> [Work order] Please give again, word for word, the lines that lie between the start of the listing below and the line with "the parallel lists.", both included.

*** Opening of Data under study ***

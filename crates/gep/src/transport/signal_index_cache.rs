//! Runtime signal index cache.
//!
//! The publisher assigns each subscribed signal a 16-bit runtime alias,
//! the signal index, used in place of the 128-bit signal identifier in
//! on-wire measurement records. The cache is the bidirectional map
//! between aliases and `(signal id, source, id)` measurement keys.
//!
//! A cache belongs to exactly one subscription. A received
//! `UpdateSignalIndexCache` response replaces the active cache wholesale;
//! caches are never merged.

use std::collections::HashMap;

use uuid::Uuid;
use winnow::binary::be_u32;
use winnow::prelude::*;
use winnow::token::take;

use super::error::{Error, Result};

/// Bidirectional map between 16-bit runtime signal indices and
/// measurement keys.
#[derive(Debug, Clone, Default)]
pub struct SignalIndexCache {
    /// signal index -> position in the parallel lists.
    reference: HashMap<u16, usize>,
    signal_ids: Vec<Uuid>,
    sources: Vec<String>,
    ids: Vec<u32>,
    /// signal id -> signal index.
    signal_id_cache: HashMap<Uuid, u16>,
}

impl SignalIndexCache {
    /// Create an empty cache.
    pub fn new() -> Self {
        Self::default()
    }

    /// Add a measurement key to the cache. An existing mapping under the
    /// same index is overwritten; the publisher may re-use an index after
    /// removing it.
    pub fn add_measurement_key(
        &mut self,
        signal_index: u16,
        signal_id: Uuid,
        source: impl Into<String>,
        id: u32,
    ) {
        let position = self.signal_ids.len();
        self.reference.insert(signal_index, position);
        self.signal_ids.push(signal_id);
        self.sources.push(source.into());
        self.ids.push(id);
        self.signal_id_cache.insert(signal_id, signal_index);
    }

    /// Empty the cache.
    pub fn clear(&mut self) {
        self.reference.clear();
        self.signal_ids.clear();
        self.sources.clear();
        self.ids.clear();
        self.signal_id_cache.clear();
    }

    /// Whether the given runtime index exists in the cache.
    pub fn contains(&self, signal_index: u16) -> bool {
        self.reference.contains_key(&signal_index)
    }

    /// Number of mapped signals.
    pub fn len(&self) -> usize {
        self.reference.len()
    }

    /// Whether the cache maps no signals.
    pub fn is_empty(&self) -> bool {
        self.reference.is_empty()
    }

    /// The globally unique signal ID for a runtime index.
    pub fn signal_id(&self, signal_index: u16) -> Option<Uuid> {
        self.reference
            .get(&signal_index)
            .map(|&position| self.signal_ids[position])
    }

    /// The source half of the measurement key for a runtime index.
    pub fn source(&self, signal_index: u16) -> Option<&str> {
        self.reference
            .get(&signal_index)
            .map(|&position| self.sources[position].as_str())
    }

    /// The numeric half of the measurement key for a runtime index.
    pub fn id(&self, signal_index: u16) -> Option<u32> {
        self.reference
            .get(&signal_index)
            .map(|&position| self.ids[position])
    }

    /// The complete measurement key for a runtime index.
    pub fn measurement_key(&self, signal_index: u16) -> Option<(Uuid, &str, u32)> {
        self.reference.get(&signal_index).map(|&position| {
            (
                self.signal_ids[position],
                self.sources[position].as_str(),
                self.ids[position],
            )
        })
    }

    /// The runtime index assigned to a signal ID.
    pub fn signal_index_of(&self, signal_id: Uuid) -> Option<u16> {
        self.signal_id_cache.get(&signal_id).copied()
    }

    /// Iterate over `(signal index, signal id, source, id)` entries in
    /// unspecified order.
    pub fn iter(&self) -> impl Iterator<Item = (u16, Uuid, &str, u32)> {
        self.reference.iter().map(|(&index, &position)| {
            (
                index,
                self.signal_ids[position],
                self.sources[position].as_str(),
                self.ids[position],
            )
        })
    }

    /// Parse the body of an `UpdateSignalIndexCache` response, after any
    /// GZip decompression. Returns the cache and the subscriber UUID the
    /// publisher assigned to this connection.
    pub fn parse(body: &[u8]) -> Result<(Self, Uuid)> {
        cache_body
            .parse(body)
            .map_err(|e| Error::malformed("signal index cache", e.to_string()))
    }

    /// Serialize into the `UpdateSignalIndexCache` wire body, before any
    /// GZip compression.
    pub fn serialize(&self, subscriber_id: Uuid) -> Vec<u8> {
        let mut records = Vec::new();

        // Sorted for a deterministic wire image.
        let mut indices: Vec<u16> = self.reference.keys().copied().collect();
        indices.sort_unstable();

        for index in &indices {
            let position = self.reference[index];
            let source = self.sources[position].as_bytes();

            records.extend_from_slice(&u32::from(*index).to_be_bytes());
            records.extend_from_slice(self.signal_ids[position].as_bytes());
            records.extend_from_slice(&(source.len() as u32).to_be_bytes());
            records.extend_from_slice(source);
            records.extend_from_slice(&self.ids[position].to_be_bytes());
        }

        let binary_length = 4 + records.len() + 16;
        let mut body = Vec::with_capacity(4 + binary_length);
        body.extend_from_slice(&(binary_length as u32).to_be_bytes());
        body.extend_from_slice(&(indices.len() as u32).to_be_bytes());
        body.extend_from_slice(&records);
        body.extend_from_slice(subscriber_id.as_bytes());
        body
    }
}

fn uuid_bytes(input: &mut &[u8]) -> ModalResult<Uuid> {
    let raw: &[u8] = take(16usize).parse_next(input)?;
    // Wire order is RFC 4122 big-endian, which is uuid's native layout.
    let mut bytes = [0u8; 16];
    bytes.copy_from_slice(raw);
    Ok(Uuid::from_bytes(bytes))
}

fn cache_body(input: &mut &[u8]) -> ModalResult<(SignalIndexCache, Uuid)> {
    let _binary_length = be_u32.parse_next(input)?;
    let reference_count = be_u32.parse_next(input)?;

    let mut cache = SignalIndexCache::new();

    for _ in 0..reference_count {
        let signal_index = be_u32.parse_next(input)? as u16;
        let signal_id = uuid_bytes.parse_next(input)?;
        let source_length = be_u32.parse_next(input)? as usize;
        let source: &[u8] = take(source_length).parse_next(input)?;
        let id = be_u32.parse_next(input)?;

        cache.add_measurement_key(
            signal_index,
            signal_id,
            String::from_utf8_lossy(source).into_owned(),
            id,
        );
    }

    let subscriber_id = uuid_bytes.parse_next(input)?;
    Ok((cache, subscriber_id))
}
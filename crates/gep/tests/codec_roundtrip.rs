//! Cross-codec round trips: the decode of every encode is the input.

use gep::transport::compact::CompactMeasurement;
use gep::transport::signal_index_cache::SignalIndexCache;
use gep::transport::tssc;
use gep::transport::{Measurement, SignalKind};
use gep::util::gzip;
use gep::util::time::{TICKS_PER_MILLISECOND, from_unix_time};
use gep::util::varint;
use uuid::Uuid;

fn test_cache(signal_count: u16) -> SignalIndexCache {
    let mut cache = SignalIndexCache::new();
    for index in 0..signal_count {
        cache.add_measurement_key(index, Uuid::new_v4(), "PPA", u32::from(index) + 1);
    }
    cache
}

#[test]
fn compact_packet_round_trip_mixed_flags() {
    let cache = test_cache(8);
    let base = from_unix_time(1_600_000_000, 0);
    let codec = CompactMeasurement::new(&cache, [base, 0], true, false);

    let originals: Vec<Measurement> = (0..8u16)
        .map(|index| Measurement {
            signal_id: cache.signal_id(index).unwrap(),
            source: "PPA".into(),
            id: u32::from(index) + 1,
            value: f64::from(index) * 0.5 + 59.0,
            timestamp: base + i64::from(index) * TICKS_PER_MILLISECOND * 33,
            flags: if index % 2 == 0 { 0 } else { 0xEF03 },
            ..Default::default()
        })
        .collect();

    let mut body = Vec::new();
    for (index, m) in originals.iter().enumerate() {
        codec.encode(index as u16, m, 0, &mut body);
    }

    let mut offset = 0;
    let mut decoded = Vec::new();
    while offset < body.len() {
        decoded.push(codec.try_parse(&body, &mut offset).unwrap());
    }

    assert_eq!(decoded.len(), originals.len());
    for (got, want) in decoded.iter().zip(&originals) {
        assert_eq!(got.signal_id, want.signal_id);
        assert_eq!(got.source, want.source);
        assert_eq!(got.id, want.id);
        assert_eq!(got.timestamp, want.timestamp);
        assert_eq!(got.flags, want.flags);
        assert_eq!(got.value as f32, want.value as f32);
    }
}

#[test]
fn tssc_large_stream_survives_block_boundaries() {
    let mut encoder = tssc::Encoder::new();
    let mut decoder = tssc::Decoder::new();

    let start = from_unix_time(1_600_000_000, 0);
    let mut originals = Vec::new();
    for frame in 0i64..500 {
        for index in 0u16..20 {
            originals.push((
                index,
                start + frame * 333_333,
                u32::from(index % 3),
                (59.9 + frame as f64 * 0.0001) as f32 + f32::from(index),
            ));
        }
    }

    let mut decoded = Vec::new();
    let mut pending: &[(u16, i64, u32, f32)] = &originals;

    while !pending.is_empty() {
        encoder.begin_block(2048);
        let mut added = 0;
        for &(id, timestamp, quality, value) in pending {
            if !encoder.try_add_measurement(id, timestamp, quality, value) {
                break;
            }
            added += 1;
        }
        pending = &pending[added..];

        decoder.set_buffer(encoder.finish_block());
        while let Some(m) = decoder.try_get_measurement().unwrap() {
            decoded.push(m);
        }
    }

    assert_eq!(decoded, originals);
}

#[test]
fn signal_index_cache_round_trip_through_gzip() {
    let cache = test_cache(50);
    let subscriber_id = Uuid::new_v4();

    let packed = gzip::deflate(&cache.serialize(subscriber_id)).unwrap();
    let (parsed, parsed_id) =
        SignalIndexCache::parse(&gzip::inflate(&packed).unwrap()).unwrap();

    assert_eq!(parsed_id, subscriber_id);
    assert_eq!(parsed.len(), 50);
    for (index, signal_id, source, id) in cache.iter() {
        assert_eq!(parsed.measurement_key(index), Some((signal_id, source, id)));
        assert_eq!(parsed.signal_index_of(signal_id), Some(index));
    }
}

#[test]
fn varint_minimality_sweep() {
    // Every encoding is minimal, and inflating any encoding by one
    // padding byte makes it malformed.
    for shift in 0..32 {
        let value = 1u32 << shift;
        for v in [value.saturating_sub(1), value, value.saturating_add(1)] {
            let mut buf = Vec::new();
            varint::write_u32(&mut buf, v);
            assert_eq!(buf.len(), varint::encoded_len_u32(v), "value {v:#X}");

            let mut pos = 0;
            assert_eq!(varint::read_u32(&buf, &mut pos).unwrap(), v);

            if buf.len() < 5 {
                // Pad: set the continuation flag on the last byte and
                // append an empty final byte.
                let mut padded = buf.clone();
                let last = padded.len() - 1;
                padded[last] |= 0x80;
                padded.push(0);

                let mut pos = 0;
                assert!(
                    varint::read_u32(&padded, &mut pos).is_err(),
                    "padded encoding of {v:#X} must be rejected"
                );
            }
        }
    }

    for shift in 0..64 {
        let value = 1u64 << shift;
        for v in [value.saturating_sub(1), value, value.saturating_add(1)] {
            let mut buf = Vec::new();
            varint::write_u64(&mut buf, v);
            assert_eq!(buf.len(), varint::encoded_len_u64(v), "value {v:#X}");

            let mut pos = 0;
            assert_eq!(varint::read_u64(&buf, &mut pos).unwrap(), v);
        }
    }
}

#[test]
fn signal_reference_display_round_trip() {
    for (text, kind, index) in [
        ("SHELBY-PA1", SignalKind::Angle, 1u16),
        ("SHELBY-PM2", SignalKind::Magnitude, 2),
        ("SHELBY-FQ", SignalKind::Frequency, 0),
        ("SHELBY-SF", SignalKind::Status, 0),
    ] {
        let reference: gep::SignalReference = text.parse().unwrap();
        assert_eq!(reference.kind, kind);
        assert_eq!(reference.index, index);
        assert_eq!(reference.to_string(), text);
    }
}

*** Close of Data under study ***

> [Solution to this problem]
filename crates/gep/src/transport/signal_index_cache.rs
//! Runtime signal index cache.
//!
//! The publisher assigns each subscribed signal a 16-bit runtime alias,
//! the signal index, used in place of the 128-bit signal identifier in
//! on-wire measurement records. The cache is the bidirectional map
//! between aliases and `(signal id, source, id)` measurement keys.
//!
//! A cache belongs to exactly one subscription. A received
//! `UpdateSignalIndexCache` response replaces the active cache wholesale;
//! caches are never merged.

use std::collections::HashMap;

use uuid::Uuid;
use winnow::binary::be_u32;
use winnow::prelude::*;
use winnow::token::take;

use super::error::{Error, Result};

/// Bidirectional map between 16-bit runtime signal indices and
/// measurement keys.
#[derive(Debug, Clone, Default)]
pub struct SignalIndexCache {
    /// signal index -> position in the parallel lists.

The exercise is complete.